(Task statement)
Search the listing below for lines that hold the word "Option", and report only how many there are.
====== Data records
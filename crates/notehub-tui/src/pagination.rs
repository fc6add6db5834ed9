// ABOUTME: Page selector model for the notes list
// ABOUTME: Pure mapping from (current page, page count) to selectable pages and page-change events

use std::ops::RangeInclusive;

/// Pages shown on each side of the current page before collapsing into a gap
const WINDOW: u32 = 2;

/// One cell of the rendered selector
#[derive(Debug, Clone, Copy, PartialEq, Eq)]
pub enum PageItem {
    Page(u32),
    Gap,
}

#[derive(Debug, Clone, Copy, PartialEq, Eq)]
pub struct Pagination {
    current: u32,
    count: u32,
}

impl Pagination {
    pub fn new(current: u32, count: u32) -> Self {
        let count = count.max(1);
        Self {
            current: current.clamp(1, count),
            count,
        }
    }

    pub fn current(&self) -> u32 {
        self.current
    }

    pub fn count(&self) -> u32 {
        self.count
    }

    /// A single page needs no selector
    pub fn is_visible(&self) -> bool {
        self.count > 1
    }

    pub fn pages(&self) -> RangeInclusive<u32> {
        1..=self.count
    }

    /// First and last page, the window around the current page, and gaps between
    pub fn items(&self) -> Vec<PageItem> {
        let low = self.current.saturating_sub(WINDOW).max(1);
        let high = self.current.saturating_add(WINDOW).min(self.count);

        let mut shown: Vec<u32> = vec![1];
        shown.extend(low..=high);
        shown.push(self.count);
        shown.sort_unstable();
        shown.dedup();

        let mut items = Vec::with_capacity(shown.len() + 2);
        let mut prev = 0;
        for page in shown {
            if page > prev + 1 {
                // A gap of exactly one page is cheaper to show than to elide
                if page == prev + 2 {
                    items.push(PageItem::Page(prev + 1));
                } else {
                    items.push(PageItem::Gap);
                }
            }
            items.push(PageItem::Page(page));
            prev = page;
        }
        items
    }

    /// Page-change event for choosing `page`, if it is valid and different
    pub fn select(&self, page: u32) -> Option<u32> {
        (self.pages().contains(&page) && page != self.current).then_some(page)
    }

    pub fn next(&self) -> Option<u32> {
        self.select(self.current.saturating_add(1))
    }

    pub fn prev(&self) -> Option<u32> {
        self.select(self.current.saturating_sub(1))
    }

    pub fn first(&self) -> Option<u32> {
        self.select(1)
    }

    pub fn last(&self) -> Option<u32> {
        self.select(self.count)
    }
}
// ABOUTME: Delete command implementation.

use std::io::Write;

use anyhow::{Context, Result};
use notehub_client::NotesApi;

pub async fn run(api: &dyn NotesApi, id: &str, out: &mut impl Write) -> Result<()> {
    let deleted = api
        .delete_note(id)
        .await
        .with_context(|| format!("Failed to delete note {id}"))?;
    tracing::info!(id = %deleted.id, "Deleted note");
    writeln!(out, "Deleted {} ({})", deleted.title, deleted.id)?;
    Ok(())
}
============
(Written response)
5